### Problem to work on:
Make an exact copy of the lines starting at the top of the listing below and ending at the line that contains "card is exposed.", inclusive.

### Raw data:
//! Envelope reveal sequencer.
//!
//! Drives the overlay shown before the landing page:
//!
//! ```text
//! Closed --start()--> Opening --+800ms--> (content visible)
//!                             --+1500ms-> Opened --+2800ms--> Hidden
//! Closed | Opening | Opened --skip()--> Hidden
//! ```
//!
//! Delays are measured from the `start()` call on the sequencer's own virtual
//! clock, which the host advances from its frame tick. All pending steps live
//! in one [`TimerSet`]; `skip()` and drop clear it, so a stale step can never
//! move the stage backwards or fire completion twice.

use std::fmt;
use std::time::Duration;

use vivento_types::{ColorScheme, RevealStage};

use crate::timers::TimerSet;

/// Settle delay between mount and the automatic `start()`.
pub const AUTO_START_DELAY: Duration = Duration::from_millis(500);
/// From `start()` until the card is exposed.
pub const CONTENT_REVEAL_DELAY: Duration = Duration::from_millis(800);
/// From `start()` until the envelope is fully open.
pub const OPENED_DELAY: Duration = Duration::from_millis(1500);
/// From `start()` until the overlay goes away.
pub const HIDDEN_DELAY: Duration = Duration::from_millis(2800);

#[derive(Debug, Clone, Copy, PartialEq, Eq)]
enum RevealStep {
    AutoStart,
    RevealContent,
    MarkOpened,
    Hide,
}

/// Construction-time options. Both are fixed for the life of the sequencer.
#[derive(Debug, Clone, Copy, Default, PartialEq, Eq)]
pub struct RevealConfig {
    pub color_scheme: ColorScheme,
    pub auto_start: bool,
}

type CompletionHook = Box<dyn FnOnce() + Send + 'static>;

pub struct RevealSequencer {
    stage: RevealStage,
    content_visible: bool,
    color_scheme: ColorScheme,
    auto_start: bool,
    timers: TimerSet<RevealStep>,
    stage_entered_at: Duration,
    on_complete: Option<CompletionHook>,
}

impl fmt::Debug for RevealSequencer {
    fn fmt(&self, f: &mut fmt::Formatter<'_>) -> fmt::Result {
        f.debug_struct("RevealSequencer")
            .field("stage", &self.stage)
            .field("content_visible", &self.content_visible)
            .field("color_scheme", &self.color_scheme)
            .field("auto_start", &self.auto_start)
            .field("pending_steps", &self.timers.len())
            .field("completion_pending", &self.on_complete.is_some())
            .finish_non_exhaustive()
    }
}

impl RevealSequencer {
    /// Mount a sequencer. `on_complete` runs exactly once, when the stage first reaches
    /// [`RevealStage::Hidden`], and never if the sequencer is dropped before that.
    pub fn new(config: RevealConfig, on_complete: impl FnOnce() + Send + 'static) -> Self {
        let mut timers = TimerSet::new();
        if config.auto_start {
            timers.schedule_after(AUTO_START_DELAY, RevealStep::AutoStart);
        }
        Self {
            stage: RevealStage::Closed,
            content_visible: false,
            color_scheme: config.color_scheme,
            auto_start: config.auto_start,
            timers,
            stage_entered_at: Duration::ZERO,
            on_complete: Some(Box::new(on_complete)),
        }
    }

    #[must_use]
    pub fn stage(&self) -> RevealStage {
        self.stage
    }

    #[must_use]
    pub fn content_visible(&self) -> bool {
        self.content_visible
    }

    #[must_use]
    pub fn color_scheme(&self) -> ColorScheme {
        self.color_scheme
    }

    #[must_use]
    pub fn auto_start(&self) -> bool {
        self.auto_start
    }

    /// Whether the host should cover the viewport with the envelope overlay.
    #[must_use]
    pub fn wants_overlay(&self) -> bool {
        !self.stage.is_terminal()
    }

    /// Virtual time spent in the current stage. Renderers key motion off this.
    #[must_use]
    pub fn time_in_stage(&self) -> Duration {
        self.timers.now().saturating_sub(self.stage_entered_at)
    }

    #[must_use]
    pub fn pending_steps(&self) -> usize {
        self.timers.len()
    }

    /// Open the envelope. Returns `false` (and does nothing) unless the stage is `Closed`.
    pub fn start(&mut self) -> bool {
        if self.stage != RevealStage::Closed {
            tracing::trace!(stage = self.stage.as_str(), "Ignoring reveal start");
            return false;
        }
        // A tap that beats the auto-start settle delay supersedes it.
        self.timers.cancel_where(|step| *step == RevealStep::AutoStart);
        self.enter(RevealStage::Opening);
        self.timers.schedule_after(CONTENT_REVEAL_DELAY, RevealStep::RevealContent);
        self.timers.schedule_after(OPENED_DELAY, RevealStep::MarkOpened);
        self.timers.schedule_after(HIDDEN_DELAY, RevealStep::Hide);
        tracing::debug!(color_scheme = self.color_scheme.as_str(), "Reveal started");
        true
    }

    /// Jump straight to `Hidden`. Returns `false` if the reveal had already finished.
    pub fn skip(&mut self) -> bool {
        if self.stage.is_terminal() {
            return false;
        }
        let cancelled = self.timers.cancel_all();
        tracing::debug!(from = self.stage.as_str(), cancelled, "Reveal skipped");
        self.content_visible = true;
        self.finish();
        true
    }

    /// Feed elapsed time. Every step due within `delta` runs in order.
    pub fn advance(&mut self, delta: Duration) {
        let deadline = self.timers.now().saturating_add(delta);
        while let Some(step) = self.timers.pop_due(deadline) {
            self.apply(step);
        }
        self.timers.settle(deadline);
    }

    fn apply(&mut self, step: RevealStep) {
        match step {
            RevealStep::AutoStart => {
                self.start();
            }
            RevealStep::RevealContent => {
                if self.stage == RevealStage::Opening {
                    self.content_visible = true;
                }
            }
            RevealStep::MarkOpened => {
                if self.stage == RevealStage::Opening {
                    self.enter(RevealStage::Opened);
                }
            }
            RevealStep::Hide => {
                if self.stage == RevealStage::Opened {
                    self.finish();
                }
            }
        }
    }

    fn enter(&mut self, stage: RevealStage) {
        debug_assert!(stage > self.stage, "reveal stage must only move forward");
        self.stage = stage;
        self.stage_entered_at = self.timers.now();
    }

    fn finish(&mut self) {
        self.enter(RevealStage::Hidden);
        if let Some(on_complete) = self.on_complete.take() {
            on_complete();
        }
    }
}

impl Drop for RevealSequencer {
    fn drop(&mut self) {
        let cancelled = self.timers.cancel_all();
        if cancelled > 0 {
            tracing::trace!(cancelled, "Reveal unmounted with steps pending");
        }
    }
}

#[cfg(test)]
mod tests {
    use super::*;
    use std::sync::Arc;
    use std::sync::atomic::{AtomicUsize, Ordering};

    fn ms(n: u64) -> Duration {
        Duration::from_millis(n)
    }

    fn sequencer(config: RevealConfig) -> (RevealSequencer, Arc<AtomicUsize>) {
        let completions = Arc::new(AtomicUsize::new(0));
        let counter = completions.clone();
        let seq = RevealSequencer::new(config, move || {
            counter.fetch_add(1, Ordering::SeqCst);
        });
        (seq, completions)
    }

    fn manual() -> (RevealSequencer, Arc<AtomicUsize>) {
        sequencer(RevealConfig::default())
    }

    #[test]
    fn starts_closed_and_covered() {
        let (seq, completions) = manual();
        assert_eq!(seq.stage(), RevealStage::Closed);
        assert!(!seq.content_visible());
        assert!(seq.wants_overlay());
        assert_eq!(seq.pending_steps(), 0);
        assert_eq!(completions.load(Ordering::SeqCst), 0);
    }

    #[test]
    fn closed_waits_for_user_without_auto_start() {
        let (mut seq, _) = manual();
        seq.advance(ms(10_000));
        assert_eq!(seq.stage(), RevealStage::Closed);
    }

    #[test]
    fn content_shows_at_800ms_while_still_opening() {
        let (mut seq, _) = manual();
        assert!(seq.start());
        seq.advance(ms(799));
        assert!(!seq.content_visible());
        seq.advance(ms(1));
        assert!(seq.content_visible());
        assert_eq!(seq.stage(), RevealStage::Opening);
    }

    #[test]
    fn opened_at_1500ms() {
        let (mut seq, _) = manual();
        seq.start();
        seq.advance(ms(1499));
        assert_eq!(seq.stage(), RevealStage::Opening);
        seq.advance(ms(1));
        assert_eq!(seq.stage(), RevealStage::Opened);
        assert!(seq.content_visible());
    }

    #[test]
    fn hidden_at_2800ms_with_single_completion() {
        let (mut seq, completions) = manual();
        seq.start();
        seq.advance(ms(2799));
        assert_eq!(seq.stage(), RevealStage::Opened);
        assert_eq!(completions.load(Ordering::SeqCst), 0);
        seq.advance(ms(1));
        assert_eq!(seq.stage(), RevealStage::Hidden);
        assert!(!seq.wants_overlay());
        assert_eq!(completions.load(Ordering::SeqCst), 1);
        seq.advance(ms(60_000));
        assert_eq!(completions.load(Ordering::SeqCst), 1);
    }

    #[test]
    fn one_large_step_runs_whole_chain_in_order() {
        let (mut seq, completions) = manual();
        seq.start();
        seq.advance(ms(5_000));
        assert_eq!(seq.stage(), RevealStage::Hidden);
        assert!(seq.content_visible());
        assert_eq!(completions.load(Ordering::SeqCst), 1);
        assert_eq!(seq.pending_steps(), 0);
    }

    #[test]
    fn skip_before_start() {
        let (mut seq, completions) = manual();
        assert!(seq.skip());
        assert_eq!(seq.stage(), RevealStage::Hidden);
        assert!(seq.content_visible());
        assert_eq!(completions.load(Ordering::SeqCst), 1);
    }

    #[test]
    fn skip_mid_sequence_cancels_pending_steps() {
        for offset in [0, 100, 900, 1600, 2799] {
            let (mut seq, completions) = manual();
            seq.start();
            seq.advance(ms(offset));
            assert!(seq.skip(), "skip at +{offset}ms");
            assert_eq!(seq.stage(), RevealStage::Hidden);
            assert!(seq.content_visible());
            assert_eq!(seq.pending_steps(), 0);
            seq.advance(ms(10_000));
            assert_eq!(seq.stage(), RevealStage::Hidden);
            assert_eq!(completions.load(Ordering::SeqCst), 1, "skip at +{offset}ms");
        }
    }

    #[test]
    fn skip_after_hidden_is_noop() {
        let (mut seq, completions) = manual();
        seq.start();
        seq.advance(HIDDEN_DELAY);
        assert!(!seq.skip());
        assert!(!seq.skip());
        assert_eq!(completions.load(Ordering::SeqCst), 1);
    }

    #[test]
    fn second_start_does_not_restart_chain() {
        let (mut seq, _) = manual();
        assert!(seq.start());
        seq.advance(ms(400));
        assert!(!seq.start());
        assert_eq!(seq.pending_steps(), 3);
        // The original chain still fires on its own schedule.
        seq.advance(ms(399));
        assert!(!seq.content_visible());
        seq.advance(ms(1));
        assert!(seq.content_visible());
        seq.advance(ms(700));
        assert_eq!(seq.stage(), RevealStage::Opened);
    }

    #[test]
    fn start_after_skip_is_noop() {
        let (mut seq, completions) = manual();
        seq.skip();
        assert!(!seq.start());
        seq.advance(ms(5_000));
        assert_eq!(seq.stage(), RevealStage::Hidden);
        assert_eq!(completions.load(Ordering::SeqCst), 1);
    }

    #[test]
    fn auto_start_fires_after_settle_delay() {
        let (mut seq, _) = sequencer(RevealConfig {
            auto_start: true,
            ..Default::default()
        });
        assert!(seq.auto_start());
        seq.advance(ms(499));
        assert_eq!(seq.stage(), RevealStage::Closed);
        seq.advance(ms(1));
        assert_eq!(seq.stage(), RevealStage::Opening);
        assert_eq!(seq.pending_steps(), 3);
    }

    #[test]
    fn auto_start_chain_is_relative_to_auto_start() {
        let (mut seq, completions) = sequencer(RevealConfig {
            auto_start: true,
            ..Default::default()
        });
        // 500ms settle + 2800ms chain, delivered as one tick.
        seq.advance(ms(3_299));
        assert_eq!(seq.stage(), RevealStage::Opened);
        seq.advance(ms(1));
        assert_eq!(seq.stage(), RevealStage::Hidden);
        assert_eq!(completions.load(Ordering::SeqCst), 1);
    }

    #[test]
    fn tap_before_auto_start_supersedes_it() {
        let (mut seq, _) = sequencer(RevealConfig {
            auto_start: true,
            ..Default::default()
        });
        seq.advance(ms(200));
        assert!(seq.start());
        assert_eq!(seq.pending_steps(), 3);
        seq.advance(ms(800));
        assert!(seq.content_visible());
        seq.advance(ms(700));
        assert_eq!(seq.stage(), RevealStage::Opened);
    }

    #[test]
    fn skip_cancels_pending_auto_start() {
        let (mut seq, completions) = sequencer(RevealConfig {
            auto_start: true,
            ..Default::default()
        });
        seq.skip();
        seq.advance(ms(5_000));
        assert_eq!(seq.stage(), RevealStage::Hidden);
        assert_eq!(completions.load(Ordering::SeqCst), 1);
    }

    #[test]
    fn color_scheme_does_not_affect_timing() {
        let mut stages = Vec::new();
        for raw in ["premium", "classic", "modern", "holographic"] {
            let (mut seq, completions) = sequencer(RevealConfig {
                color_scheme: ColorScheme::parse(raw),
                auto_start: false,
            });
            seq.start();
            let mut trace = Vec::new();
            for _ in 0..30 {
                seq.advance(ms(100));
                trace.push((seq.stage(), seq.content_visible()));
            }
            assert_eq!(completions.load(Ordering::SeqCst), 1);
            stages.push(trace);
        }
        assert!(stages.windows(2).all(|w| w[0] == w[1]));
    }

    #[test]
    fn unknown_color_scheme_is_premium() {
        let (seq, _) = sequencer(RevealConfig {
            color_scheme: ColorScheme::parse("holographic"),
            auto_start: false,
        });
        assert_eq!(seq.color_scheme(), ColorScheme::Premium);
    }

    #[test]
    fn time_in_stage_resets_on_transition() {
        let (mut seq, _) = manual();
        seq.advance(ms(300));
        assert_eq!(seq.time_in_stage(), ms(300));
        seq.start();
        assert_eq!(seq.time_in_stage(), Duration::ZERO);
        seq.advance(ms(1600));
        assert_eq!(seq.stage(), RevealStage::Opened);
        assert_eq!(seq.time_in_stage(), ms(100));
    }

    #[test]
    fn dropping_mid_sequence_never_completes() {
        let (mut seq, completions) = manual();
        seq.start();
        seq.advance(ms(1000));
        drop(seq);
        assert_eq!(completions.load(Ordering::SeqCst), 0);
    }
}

### Solved exercise:
//! Envelope reveal sequencer.
//!
//! Drives the overlay shown before the landing page:
//!
//! ```text
//! Closed --start()--> Opening --+800ms--> (content visible)
//!                             --+1500ms-> Opened --+2800ms--> Hidden
//! Closed | Opening | Opened --skip()--> Hidden
//! ```
//!
//! Delays are measured from the `start()` call on the sequencer's own virtual
//! clock, which the host advances from its frame tick. All pending steps live
//! in one [`TimerSet`]; `skip()` and drop clear it, so a stale step can never
//! move the stage backwards or fire completion twice.

use std::fmt;
use std::time::Duration;

use vivento_types::{ColorScheme, RevealStage};

use crate::timers::TimerSet;

/// Settle delay between mount and the automatic `start()`.
pub const AUTO_START_DELAY: Duration = Duration::from_millis(500);
/// From `start()` until the card is exposed.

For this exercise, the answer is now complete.